La mujer explicó que había estado en una fiesta en un club y que no sabía por qué había salido sola del lugar. Cuando descendió del automóvil lo hizo con paso tambaleante y llegó a pedirles a los agentes que la llevaran hasta su domicilio, ubicado en el centro de la ciudad.
Finalmente, por razones de protocolo, los policías decidieron colocarle las esposas y trasladarla a una dependencia policial, mientras que el vehículo quedó secuestrado.

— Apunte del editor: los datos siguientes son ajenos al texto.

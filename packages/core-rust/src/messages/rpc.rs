//! RPC envelopes carried inside length-delimited frames.
//!
//! A frame body is a named `MsgPack` map. Requests look like
//! `{callId, call: {method, payload}, metadata?}`; responses echo the `callId`
//! and carry either `{Ok: reply}` or `{Err: {kind, message}}`.

use std::collections::HashMap;

use serde::{Deserialize, Serialize};

use super::health::{
    LivenessRequest, LivenessResponse, ReadinessRequest, ReadinessResponse, VersionRequest,
    VersionResponse,
};
use super::user::{SearchUserRequest, SearchUserResponse, UpdateUserRequest, UpdateUserResponse};
use crate::error::ErrorKind;

/// One remote method invocation.
#[derive(Debug, Clone, PartialEq, Eq, Serialize, Deserialize)]
#[serde(tag = "method", content = "payload")]
pub enum RpcCall {
    SearchUser(SearchUserRequest),
    UpdateUser(UpdateUserRequest),
    Liveness(LivenessRequest),
    Readiness(ReadinessRequest),
    Version(VersionRequest),
}

impl RpcCall {
    /// Method name as written on the wire.
    #[must_use]
    pub const fn method(&self) -> &'static str {
        match self {
            Self::SearchUser(_) => "SearchUser",
            Self::UpdateUser(_) => "UpdateUser",
            Self::Liveness(_) => "Liveness",
            Self::Readiness(_) => "Readiness",
            Self::Version(_) => "Version",
        }
    }
}

#[derive(Debug, Clone, PartialEq, Eq, Serialize, Deserialize)]
#[serde(rename_all = "camelCase")]
pub struct RpcRequest {
    pub call_id: u64,
    pub call: RpcCall,
    /// Call metadata such as the caller's `traceparent`. Omitted when empty.
    #[serde(default, skip_serializing_if = "HashMap::is_empty")]
    pub metadata: HashMap<String, String>,
}

impl RpcRequest {
    #[must_use]
    pub fn new(call_id: u64, call: RpcCall) -> Self {
        Self {
            call_id,
            call,
            metadata: HashMap::new(),
        }
    }
}

/// Successful result of an [`RpcCall`], one variant per method.
#[derive(Debug, Clone, PartialEq, Eq, Serialize, Deserialize)]
pub enum RpcReply {
    SearchUser(SearchUserResponse),
    UpdateUser(UpdateUserResponse),
    Liveness(LivenessResponse),
    Readiness(ReadinessResponse),
    Version(VersionResponse),
}

/// Failure of an [`RpcCall`]: the error class plus a human-readable message.
#[derive(Debug, Clone, PartialEq, Eq, Serialize, Deserialize)]
pub struct RpcError {
    pub kind: ErrorKind,
    pub message: String,
}

impl RpcError {
    #[must_use]
    pub fn new(kind: ErrorKind, message: impl Into<String>) -> Self {
        Self {
            kind,
            message: message.into(),
        }
    }
}

impl std::fmt::Display for RpcError {
    fn fmt(&self, f: &mut std::fmt::Formatter<'_>) -> std::fmt::Result {
        write!(f, "{}: {}", self.kind, self.message)
    }
}

impl std::error::Error for RpcError {}

#[derive(Debug, Clone, PartialEq, Eq, Serialize, Deserialize)]
#[serde(rename_all = "camelCase")]
pub struct RpcResponse {
    pub call_id: u64,
    pub result: Result<RpcReply, RpcError>,
}

/// Frame body (de)serialization failure.
#[derive(Debug, thiserror::Error)]
pub enum WireError {
    #[error("failed to encode frame: {0}")]
    Encode(#[from] rmp_serde::encode::Error),
    #[error("failed to decode frame: {0}")]
    Decode(#[from] rmp_serde::decode::Error),
}

/// Serializes a frame body as a named `MsgPack` map.
///
/// # Errors
///
/// Returns [`WireError::Encode`] if the value cannot be represented.
pub fn to_bytes<T: Serialize>(value: &T) -> Result<Vec<u8>, WireError> {
    Ok(rmp_serde::to_vec_named(value)?)
}

/// Deserializes a frame body produced by [`to_bytes`].
///
/// # Errors
///
/// Returns [`WireError::Decode`] on malformed input or a schema mismatch.
pub fn from_bytes<T: serde::de::DeserializeOwned>(bytes: &[u8]) -> Result<T, WireError> {
    Ok(rmp_serde::from_slice(bytes)?)
}
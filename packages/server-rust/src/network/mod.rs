//! HTTP transport: configuration, middleware, handlers and lifecycle.

pub mod config;
pub mod handlers;
pub mod middleware;
pub mod module;
pub mod shutdown;

pub use config::{NetworkConfig, RateLimitConfig};
pub use handlers::AppState;
pub use module::NetworkModule;
pub use shutdown::{HealthState, InFlightGuard, ShutdownController};
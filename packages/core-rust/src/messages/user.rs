//! Guest directory payloads: search by surname and check-in updates.

use serde::{Deserialize, Serialize};

use super::Status;

/// A guest row as exposed to callers.
///
/// `id` is the identity; every other field may be rewritten by the store,
/// although the update operation only ever touches `covid_pass` and
/// `checkin`.
#[derive(Debug, Clone, PartialEq, Eq, Default, Serialize, Deserialize)]
#[serde(rename_all = "camelCase")]
pub struct UserRecord {
    pub id: u64,
    #[serde(default)]
    pub status: String,
    #[serde(default)]
    pub company: String,
    #[serde(default)]
    pub surname: String,
    #[serde(default)]
    pub name: String,
    /// Guest category (e.g. "vip", "press").
    #[serde(default)]
    pub guest: String,
    #[serde(default)]
    pub covid_pass: String,
    #[serde(default, skip_serializing_if = "String::is_empty")]
    pub rank: String,
    #[serde(default)]
    pub contact_phone: String,
    #[serde(default)]
    pub contact_mail: String,
    #[serde(default)]
    pub checkin: bool,
}

/// `GET /user/search?surname=...`
///
/// An empty surname is a valid request that yields an empty result set.
#[derive(Debug, Clone, PartialEq, Eq, Default, Serialize, Deserialize)]
pub struct SearchUserRequest {
    #[serde(default)]
    pub surname: String,
}

#[derive(Debug, Clone, PartialEq, Eq, Default, Serialize, Deserialize)]
pub struct SearchUserResponse {
    pub status: Status,
    #[serde(default)]
    pub data: Vec<UserRecord>,
}

impl SearchUserResponse {
    /// Successful response carrying the given records.
    #[must_use]
    pub fn found(data: Vec<UserRecord>) -> Self {
        Self {
            status: Status::ok(),
            data,
        }
    }
}

/// The two mutable guest fields accepted by an update.
#[derive(Debug, Clone, PartialEq, Eq, Default, Serialize, Deserialize)]
#[serde(rename_all = "camelCase")]
pub struct UpdateData {
    #[serde(default)]
    pub covid_pass: String,
    #[serde(default)]
    pub checkin: bool,
}

/// `PUT /user` with body `{"id": 5, "data": {"covidPass": "X", "checkin": true}}`.
#[derive(Debug, Clone, PartialEq, Eq, Default, Serialize, Deserialize)]
pub struct UpdateUserRequest {
    /// Signed so that a negative id decodes and is rejected by validation
    /// rather than by the decoder.
    #[serde(default)]
    pub id: i64,
    #[serde(default, skip_serializing_if = "Option::is_none")]
    pub data: Option<UpdateData>,
}

#[derive(Debug, Clone, PartialEq, Eq, Default, Serialize, Deserialize)]
pub struct UpdateUserResponse {
    pub status: Status,
}

impl UpdateUserRequest {
    /// The record id, once it is known to be positive.
    #[must_use]
    pub fn record_id(&self) -> Option<u64> {
        u64::try_from(self.id).ok().filter(|id| *id > 0)
    }
}

impl UpdateUserResponse {
    #[must_use]
    pub fn ok() -> Self {
        Self {
            status: Status::ok(),
        }
    }
}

Condiciones de la probation
Durante la audiencia judicial, la fiscal Martí sostuvo que la conducta de la imputada “puso en riesgo su vida y la de terceros”. En ese marco, le atribuyó la autoría de la contravención prevista en el artículo 105 del Código Contravencional de Santa Fe, agravado por el estado de ebriedad.
Tras escuchar a las partes, el juez Lazzarini resolvió conceder la suspensión del juicio a prueba, una alternativa que permite evitar el avance del proceso penal siempre que la acusada cumpla determinadas condiciones durante un plazo de dos años.
Entre las reglas marcadas por el magistrado se encuentra la obligación de fijar domicilio, abstenerse de abusar de bebidas alcohólicas o consumir estupefacientes y someterse a la supervisión de la Dirección Provincial de Control Pospenitenciario.
Además, la joven deberá realizar una reparación económica equivalente a diez JUS (una cifra cercana a $ 1.250.000), monto que será destinado a la Fundación por las Cardiopatías Congénitas de Santa Fe.
Como parte de las medidas orientadas a prevenir nuevas conductas peligrosas, también tendrá que acreditar la realización de un curso de conducción responsable y someterse a un tratamiento médico específico para abordar la problemática del consumo de alcohol al volante.